Scientists have discovered a new drug, which can protect
healthy cells and bone marrow against anti-cancer radiation therapy or against
a nuclear incident or an atomic bomb, a study released Friday showed.
Radiotherapy is an important treatment in the fight against
cancer, but, unfortunately has devastating side-affects, killing healthy cells
in the bone marrow, gut and spleen. The radiation causes apoptosis, a process in
which the DNA of healthy cells is killed. This further prompts healthy cells to
kill themselves.
Known as CBLB502, and so far tested in animals (mice and monkeys),
the drug protected animals’ bone marrow and cells in the gut from being
destroyed without interfering with radiation therapy’s ability to fight cancer.
“These tissues fail because these cells choose to commit
suicide. Our idea was to block these suicidal intentions,” said Andrei Gudkov
of the Roswell Park Cancer Institute in Buffalo,
New York, and also chief
scientific officer at Cleveland BioLabs Inc whose study was published in the
journal Science, Reuters reports.
CBLB502 protects radiation-blasted tissues by shutting down
this cell death program, which the body normally turns on in cells with damaged
DNA to keep them from multiplying, said Dr. Lyudmila Burdelya of the Roswell
Park Cancer Institute in Bufallo who also worked on the study with Dr. Gudkov
and Dr. Vadim Krivokrysenko of the same institute.
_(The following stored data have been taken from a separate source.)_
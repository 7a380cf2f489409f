//! Request plumbing shared by the REST adapters.

use std::time::Duration;

use notifier::{FetchError, FetchErrorKind, Service};
use reqwest::{StatusCode, Url};

use crate::Credentials;

const DEFAULT_REQUEST_TIMEOUT: Duration = Duration::from_secs(30);

/// Builds the HTTP client shared by an adapter for its whole lifetime.
pub(crate) fn build_client() -> reqwest::Client {
    reqwest::Client::builder()
        .timeout(DEFAULT_REQUEST_TIMEOUT)
        .build()
        .unwrap_or_else(|_| reqwest::Client::new())
}

/// Appends `segments` to `endpoint`, percent-encoding each one.
///
/// A segment containing `/` stays a single segment (encoded as `%2F`).
pub(crate) fn resource_url<'a>(
    endpoint: &str,
    segments: impl IntoIterator<Item = &'a str>,
    service: Service,
    resource: &str,
) -> Result<Url, FetchError> {
    let invalid = |message: String| {
        FetchError::new(service, FetchErrorKind::Transport, resource, message)
    };
    let mut url =
        Url::parse(endpoint).map_err(|e| invalid(format!("invalid endpoint '{endpoint}': {e}")))?;
    url.path_segments_mut()
        .map_err(|()| invalid(format!("endpoint '{endpoint}' cannot carry a path")))?
        .pop_if_empty()
        .extend(segments);
    Ok(url)
}

/// Sends an authorised `GET` and returns the response if its status is a success.
///
/// `Ok(None)` means the service answered `404 Not Found` and `not_found_is_empty`
/// was set; every other non-success status becomes a [`FetchError`].
pub(crate) async fn get(
    client: &reqwest::Client,
    credentials: &Credentials,
    url: Url,
    service: Service,
    resource: &str,
    not_found_is_empty: bool,
) -> Result<Option<reqwest::Response>, FetchError> {
    let request = credentials
        .authorize(client.get(url), service, resource)
        .await?;
    let response = request.send().await.map_err(|e| {
        FetchError::new(
            service,
            FetchErrorKind::Transport,
            resource,
            format!("request failed: {e}"),
        )
    })?;

    let status = response.status();
    if status.is_success() {
        return Ok(Some(response));
    }
    if status == StatusCode::NOT_FOUND && not_found_is_empty {
        return Ok(None);
    }

    let body = response.bytes().await.unwrap_or_default();
    let message = google_error_message(&body);
    tracing::debug!(%service, resource, %status, message = %message, "Request failed");
    Err(FetchError::new(
        service,
        kind_for_status(status),
        resource,
        format!("{status}: {message}"),
    ))
}

/// Maps an HTTP status to a [`FetchErrorKind`].
pub(crate) fn kind_for_status(status: StatusCode) -> FetchErrorKind {
    match status {
        StatusCode::NOT_FOUND => FetchErrorKind::NotFound,
        StatusCode::UNAUTHORIZED | StatusCode::FORBIDDEN => FetchErrorKind::PermissionDenied,
        StatusCode::TOO_MANY_REQUESTS => FetchErrorKind::Unavailable,
        s if s.is_server_error() => FetchErrorKind::Unavailable,
        s if s.is_client_error() => FetchErrorKind::Rejected,
        _ => FetchErrorKind::InvalidResponse,
    }
}

/// Extracts `error.message` from a Google API error body, falling back to
/// the raw text.
fn google_error_message(body: &[u8]) -> String {
    serde_json::from_slice::<serde_json::Value>(body)
        .ok()
        .and_then(|value| {
            value
                .get("error")
                .and_then(|e| e.get("message"))
                .and_then(|m| m.as_str())
                .map(str::to_string)
        })
        .unwrap_or_else(|| String::from_utf8_lossy(body).to_string())
}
Together, they showed how a single injection of the drug
given to animals shortly before receiving radiation therapy significantly
reduced radiation damage to bone marrow and gut cells and prolonged the animals’
survival.
“In summary, CBLB502 reduces radiation toxicity without diminishing
the therapeutic anti-tumour effect of radiation and without promoting
radiation-induced carcinogenicity. We consider this paper a breakthrough for
the study of radioprotection, since it provides a long awaited example of
single agent anti-radiation therapy with significant survival benefits at a
single dose,” Dr. Gudkov said, adding that the company is seeking US
regulatory approval to start testing the drug in healthy adults, which could
begin as early as this summer.
The breakthrough discovery was highly appreciated by
oncologists. Dr. David Kirsch, a Duke
University radiation
oncologist who wasn’t involved in the study said the research “has important
implications for radiation exposure.”
Also, Dr. Michael Fonstein, President and Chief Executive
Officer of Cleveland BioLabs was delighted about the results of the research.
“We are very excited by these results. The prospect of
increasing patients' tolerance to chemotherapeutic drugs and optimizing
treatment regiments would be a significant paradigm shift in cancer treatment."
Dr Richard Kolesnick, of the Memorial
Sloan-Kettering Cancer
Center in New York, said the research represented
"a breakthrough in an issue that has challenged the scientific community."